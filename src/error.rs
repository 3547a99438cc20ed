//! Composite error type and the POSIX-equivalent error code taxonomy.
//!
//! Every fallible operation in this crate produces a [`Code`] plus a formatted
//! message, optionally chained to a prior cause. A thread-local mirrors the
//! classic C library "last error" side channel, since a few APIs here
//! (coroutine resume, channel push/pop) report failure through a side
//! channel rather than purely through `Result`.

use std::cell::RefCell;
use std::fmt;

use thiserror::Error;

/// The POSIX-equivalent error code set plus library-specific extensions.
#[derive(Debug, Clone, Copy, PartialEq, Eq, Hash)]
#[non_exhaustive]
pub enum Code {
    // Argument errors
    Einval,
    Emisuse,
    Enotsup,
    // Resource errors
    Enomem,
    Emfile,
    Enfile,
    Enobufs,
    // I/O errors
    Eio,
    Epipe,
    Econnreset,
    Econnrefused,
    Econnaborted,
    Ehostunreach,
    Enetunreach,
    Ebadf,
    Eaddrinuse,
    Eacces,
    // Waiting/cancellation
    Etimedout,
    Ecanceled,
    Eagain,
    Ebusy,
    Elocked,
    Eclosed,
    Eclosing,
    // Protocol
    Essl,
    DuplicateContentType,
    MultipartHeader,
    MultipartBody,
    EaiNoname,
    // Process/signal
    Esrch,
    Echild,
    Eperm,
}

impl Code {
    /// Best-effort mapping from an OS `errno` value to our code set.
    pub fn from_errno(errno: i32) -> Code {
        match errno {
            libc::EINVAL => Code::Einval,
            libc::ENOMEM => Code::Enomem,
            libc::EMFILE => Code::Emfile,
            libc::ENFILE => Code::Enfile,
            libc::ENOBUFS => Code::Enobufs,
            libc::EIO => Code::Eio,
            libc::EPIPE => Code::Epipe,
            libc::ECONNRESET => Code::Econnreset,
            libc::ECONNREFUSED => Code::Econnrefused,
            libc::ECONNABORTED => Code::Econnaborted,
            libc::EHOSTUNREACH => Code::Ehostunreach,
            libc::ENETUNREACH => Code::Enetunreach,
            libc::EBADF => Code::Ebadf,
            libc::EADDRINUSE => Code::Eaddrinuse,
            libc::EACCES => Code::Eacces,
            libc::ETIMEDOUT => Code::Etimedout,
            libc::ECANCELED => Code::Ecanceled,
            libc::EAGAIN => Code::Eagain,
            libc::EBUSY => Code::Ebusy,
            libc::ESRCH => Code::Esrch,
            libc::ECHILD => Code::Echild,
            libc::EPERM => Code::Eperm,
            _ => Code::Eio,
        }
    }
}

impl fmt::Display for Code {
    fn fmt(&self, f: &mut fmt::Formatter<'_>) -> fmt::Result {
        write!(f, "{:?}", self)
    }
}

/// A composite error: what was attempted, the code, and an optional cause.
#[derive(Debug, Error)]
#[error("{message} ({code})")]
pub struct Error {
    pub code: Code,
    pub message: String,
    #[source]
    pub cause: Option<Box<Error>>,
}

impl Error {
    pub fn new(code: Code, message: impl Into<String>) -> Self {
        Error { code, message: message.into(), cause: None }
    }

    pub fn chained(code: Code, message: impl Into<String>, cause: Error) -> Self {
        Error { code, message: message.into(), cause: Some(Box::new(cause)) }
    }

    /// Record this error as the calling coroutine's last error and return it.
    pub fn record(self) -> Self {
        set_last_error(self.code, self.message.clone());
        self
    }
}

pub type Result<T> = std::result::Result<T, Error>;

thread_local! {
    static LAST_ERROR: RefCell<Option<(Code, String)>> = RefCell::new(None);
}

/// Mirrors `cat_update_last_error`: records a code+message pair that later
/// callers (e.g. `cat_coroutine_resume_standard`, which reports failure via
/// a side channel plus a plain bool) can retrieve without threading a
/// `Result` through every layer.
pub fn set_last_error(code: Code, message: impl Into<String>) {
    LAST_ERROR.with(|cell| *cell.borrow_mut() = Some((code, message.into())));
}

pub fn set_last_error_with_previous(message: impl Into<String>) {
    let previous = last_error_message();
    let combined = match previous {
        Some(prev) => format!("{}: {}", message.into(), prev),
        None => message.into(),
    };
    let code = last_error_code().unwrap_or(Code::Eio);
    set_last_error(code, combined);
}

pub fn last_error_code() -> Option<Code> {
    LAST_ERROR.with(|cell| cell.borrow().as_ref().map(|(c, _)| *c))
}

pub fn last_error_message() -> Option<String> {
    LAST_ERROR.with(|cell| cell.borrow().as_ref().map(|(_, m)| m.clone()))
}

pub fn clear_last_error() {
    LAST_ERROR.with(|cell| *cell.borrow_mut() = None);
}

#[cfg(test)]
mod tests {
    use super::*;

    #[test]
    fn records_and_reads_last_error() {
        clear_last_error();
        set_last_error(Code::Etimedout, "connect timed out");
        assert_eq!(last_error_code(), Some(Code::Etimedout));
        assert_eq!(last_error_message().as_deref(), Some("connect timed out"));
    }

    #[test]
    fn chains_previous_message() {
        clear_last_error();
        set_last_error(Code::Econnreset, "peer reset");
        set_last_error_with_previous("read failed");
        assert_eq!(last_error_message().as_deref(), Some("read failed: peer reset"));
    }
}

--

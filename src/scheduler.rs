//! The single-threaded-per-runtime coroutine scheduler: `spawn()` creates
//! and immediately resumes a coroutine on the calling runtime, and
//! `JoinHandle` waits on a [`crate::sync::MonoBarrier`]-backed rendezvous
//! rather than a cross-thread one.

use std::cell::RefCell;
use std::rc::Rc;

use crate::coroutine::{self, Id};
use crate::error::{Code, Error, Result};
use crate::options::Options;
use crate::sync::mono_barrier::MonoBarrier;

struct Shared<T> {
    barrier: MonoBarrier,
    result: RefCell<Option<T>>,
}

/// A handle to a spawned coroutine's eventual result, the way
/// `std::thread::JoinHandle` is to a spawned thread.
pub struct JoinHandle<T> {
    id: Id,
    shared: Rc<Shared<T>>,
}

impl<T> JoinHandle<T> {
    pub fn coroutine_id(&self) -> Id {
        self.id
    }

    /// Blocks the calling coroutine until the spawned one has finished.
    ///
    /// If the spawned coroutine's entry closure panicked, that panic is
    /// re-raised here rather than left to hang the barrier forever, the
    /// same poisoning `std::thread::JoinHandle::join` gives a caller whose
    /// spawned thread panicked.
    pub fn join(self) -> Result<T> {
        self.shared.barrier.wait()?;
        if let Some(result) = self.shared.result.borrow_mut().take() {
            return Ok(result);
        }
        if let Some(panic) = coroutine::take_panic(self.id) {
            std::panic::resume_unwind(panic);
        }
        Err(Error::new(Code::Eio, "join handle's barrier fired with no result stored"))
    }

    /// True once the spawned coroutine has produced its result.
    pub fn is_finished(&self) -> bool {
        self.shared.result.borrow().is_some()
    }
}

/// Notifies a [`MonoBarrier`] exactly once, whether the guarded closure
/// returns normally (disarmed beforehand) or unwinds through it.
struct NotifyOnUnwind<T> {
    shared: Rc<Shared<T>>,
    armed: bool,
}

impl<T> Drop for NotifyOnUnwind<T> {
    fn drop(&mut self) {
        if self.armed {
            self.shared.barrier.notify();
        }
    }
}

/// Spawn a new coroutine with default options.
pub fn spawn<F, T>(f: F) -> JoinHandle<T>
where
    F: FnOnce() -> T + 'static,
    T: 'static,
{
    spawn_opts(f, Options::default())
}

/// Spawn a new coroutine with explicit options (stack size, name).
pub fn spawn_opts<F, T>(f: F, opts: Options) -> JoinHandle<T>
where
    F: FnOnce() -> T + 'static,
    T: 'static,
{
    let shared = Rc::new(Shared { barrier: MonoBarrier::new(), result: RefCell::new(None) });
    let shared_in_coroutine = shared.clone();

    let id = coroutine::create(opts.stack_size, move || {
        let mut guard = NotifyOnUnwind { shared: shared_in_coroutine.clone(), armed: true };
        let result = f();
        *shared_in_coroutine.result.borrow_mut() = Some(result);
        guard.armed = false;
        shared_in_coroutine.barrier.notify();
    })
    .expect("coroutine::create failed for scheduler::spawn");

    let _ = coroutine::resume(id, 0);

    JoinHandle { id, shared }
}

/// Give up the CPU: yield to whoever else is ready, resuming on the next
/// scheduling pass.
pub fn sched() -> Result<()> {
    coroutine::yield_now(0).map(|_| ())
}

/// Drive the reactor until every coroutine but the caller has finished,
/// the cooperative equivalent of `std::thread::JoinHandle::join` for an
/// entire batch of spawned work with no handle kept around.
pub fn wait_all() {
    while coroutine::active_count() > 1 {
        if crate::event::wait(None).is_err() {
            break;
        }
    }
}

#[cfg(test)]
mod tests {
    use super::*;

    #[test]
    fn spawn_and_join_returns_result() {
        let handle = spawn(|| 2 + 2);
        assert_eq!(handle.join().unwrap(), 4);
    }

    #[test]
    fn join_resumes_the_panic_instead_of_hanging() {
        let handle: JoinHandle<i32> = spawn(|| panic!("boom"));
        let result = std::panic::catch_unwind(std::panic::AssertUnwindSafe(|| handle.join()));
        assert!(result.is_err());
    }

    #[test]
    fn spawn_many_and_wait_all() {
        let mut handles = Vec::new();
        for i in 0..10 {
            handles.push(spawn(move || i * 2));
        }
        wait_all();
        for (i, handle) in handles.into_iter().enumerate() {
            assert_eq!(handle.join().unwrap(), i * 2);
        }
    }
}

--

Work request
Among the records above, only the lines between the line holding "message.into(), cause: None" and the line holding "and return it.", inclusive, are to be output, exactly as written.

Worked solution
        Error { code, message: message.into(), cause: None }
    }

    pub fn chained(code: Code, message: impl Into<String>, cause: Error) -> Self {
        Error { code, message: message.into(), cause: Some(Box::new(cause)) }
    }

    /// Record this error as the calling coroutine's last error and return it.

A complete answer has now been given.